→ Task requirements
Set out each line from the following listing that includes the word "TelemetryInner".

→ Material for this task
-------

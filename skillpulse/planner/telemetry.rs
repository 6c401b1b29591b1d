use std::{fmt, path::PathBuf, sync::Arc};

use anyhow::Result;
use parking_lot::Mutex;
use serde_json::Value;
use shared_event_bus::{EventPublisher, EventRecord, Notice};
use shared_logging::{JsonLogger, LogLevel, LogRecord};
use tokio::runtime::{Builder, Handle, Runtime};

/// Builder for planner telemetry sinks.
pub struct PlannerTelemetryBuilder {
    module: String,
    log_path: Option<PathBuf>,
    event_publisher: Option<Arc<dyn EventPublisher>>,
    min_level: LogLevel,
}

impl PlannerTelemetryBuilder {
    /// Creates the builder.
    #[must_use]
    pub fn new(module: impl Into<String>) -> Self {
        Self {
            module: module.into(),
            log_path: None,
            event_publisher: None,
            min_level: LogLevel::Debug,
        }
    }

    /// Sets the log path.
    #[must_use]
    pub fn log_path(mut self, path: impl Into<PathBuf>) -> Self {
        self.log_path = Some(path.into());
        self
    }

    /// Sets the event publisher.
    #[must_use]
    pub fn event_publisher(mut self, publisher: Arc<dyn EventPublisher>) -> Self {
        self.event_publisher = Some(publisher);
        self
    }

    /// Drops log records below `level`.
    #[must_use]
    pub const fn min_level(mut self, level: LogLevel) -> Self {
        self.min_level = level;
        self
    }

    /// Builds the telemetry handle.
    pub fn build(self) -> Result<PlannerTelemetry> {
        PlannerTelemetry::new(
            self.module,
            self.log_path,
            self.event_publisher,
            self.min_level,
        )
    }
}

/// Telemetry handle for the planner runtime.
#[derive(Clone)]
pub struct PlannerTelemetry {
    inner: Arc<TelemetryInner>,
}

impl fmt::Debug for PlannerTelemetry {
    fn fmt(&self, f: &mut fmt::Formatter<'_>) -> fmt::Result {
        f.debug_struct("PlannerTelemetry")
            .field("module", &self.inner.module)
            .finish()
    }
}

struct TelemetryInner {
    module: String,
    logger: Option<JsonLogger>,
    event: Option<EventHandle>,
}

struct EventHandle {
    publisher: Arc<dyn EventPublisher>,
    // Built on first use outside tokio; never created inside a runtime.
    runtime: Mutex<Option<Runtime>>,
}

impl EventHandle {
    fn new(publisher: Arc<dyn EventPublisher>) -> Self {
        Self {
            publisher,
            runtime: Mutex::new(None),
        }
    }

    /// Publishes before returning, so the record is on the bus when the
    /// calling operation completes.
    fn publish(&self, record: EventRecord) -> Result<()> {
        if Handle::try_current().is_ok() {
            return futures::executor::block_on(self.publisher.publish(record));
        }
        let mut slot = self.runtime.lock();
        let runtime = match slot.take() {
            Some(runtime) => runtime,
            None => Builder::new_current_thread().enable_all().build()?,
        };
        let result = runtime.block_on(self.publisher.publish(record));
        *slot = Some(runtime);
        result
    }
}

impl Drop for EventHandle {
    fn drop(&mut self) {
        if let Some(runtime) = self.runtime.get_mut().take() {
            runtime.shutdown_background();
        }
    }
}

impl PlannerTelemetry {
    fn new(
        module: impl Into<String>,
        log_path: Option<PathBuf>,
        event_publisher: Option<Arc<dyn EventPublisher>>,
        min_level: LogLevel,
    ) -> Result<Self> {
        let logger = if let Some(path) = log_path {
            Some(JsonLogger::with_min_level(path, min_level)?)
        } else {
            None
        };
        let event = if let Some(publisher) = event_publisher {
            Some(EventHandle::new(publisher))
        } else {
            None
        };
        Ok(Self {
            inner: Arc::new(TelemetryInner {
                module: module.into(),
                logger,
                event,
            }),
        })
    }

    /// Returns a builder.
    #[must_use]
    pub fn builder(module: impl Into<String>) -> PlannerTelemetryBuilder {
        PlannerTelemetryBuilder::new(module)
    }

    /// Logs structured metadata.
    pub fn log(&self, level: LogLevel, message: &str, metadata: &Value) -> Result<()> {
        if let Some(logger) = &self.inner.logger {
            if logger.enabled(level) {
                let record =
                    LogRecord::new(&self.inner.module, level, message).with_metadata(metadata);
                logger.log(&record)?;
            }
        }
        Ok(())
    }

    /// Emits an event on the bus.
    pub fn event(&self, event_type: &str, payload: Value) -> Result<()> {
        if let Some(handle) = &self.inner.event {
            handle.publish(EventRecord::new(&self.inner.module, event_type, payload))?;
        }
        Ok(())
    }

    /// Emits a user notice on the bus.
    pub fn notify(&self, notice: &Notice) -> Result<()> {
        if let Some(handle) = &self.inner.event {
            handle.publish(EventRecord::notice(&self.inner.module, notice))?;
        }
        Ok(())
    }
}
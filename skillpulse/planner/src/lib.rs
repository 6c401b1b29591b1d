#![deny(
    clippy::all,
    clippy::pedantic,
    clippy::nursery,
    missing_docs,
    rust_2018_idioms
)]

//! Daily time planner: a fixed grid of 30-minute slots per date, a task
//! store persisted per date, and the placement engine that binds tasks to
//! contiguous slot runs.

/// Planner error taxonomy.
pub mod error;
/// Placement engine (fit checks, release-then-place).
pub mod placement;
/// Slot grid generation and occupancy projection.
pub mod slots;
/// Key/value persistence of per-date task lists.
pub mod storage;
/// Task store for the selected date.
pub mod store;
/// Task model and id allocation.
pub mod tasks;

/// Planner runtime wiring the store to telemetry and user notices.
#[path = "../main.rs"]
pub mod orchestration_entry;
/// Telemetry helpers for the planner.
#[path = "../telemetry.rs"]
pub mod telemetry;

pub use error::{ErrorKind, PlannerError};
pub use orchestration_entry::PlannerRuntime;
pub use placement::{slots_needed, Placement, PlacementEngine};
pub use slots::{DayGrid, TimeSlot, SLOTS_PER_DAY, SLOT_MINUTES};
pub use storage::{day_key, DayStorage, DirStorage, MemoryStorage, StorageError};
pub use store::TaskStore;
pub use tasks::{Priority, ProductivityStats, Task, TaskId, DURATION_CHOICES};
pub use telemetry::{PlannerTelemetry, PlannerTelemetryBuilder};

-------

→ Answer space
    inner: Arc<TelemetryInner>,
struct TelemetryInner {
            inner: Arc::new(TelemetryInner {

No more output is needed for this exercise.